L15-3. Package Install Frequency: Create an InstallDie class that returns a random exit code from [0, 0, 0, 0, 1, 2] (0=success, 1=partial, 2=failure). Roll it 500 times. Count the frequency of each exit code. Print the frequency table with labels and a success rate percentage.

L15-4. Service Restart Distribution: Simulate 300 service restart events where each restart selects a restart reason from ['OOM', 'segfault', 'config_change', 'manual', 'dependency_failure', 'watchdog']. Count the frequency of each reason. Print a text-based bar chart.

L15-5. Filesystem Check Time Series: Generate a 150-step time series tracking the number of filesystem errors detected per check, starting at 0. Each step adds randint(0, 3) errors and occasionally resolves randint(0, 1). Clamp to 0 minimum. Count the number of steps with more than 5 active errors. Print a summary including total errors accumulated.

Spanish / DELE C2

E15-1. Vocabulary Growth Curve: Generate a list of cumulative vocabulary words learned across 20 study sessions, calculated as int(50 * session ** 0.8). Print the list and compute min, max, and growth rate from session 1 to 20. This mirrors the square sequence pattern.

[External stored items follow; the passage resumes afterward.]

//! K-means with k-means++ seeding and several restarts.

use super::metrics::euclidean;
use ndarray::{Array2, ArrayView1, Axis};
use rand::rngs::StdRng;
use rand::{Rng, SeedableRng};
use serde::{Deserialize, Serialize};

pub const DEFAULT_N_INIT: usize = 10;
pub const DEFAULT_MAX_ITER: usize = 300;
const RELATIVE_TOL: f64 = 1e-4;

#[derive(Debug, Clone, PartialEq, Serialize, Deserialize)]
pub struct KMeansModel {
    pub centroids: Array2<f64>,
    pub inertia: f64,
}

fn nearest(centroids: &Array2<f64>, row: ArrayView1<f64>) -> (usize, f64) {
    let mut best = (0, f64::INFINITY);
    for (c, centroid) in centroids.rows().into_iter().enumerate() {
        let d = euclidean(row, centroid);
        if d < best.1 {
            best = (c, d);
        }
    }
    best
}

fn plus_plus_init(x: &Array2<f64>, k: usize, rng: &mut StdRng) -> Array2<f64> {
    let n = x.nrows();
    let mut chosen = vec![rng.gen_range(0..n)];
    let mut d2: Vec<f64> = (0..n)
        .map(|i| euclidean(x.row(i), x.row(chosen[0])).powi(2))
        .collect();

    while chosen.len() < k {
        let total: f64 = d2.iter().sum();
        let next = if total <= 0.0 {
            rng.gen_range(0..n)
        } else {
            let mut target = rng.gen::<f64>() * total;
            let mut pick = n - 1;
            for (i, w) in d2.iter().enumerate() {
                if target < *w {
                    pick = i;
                    break;
                }
                target -= w;
            }
            pick
        };
        chosen.push(next);
        for (i, d) in d2.iter_mut().enumerate() {
            *d = d.min(euclidean(x.row(i), x.row(next)).powi(2));
        }
    }
    x.select(Axis(0), &chosen)
}

fn lloyd(x: &Array2<f64>, mut centroids: Array2<f64>, max_iter: usize, tol: f64) -> (Array2<f64>, Vec<usize>, f64) {
    let n = x.nrows();
    let k = centroids.nrows();
    let mut labels = vec![0usize; n];

    for _ in 0..max_iter {
        let mut distances = vec![0.0; n];
        for i in 0..n {
            let (c, d) = nearest(&centroids, x.row(i));
            labels[i] = c;
            distances[i] = d;
        }

        let mut next = Array2::<f64>::zeros(centroids.raw_dim());
        let mut counts = vec![0usize; k];
        for i in 0..n {
            let mut row = next.row_mut(labels[i]);
            row += &x.row(i);
            counts[labels[i]] += 1;
        }
        for c in 0..k {
            if counts[c] > 0 {
                let mut row = next.row_mut(c);
                row /= counts[c] as f64;
            } else {
                // relocate an empty cluster onto the point worst served by its centroid
                let far = (0..n)
                    .max_by(|&a, &b| distances[a].total_cmp(&distances[b]))
                    .unwrap_or(0);
                next.row_mut(c).assign(&x.row(far));
                distances[far] = 0.0;
            }
        }

        let shift: f64 = (&next - &centroids).iter().map(|v| v * v).sum();
        centroids = next;
        if shift <= tol {
            break;
        }
    }

    let mut inertia = 0.0;
    for i in 0..n {
        let (c, d) = nearest(&centroids, x.row(i));
        labels[i] = c;
        inertia += d * d;
    }
    (centroids, labels, inertia)
}

impl KMeansModel {
    /// Best of `n_init` seeded restarts by inertia. Returns training labels too.
    pub fn fit(
        x: &Array2<f64>,
        k: usize,
        n_init: usize,
        max_iter: usize,
        seed: u64,
    ) -> Result<(Self, Vec<usize>), String> {
        let n = x.nrows();
        if k == 0 || k > n {
            return Err(format!("cannot form {k} clusters from {n} samples"));
        }
        let variance = x
            .var_axis(Axis(0), 0.0)
            .mean()
            .unwrap_or(0.0);
        let tol = RELATIVE_TOL * variance;

        let mut rng = StdRng::seed_from_u64(seed);
        let mut best: Option<(Array2<f64>, Vec<usize>, f64)> = None;
        for _ in 0..n_init.max(1) {
            let init = plus_plus_init(x, k, &mut rng);
            let run = lloyd(x, init, max_iter, tol);
            if best.as_ref().map_or(true, |b| run.2 < b.2) {
                best = Some(run);
            }
        }
        let (centroids, labels, inertia) =
            best.ok_or_else(|| "no k-means run completed".to_string())?;
        if !inertia.is_finite() {
            return Err("non-finite inertia".to_string());
        }
        Ok((Self { centroids, inertia }, labels))
    }

    pub fn predict_row(&self, row: ArrayView1<f64>) -> usize {
        nearest(&self.centroids, row).0
    }

    pub fn k(&self) -> usize {
        self.centroids.nrows()
    }
}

E15-2. Study Intensity Walk: Implement a StudyWalk class modeled on RandomWalk. Initialize with num_points=200 and a starting intensity of 50 (0–100 scale). Each step adds a random delta from choice([-5, -3, 0, 3, 5, 8]), clamped between 0 and 100. After generating the walk, print the min, max, and average intensity across all steps.

E15-3. Chapter Difficulty Frequency: Create a ChapterDie class that returns a difficulty rating (1–5) for Don Quijote chapters, with weights approximating a realistic distribution (1=5, 2=15, 3=40, 4=30, 5=10 in the pool). Roll it 500 times. Count the frequency of each rating. Print the frequency table with labels.

E15-4. DELE Exercise Type Distribution: Simulate 400 DELE practice sessions where each session randomly selects one of ['comprensión lectora', 'comprensión auditiva', 'expresión escrita', 'expresión oral', 'léxico', 'gramática']. Count the frequency of each exercise type. Print a text-based bar chart proportional to frequency.

E15-5. Vocabulary Retention Time Series: Generate a 100-step time series tracking retained vocabulary words, starting at 500. Each step adds randint(0, 15) new words and subtracts randint(0, 5) (forgot), clamped to 0 minimum. After generating the series, print the min, max, final count, and net words gained over all 100 steps.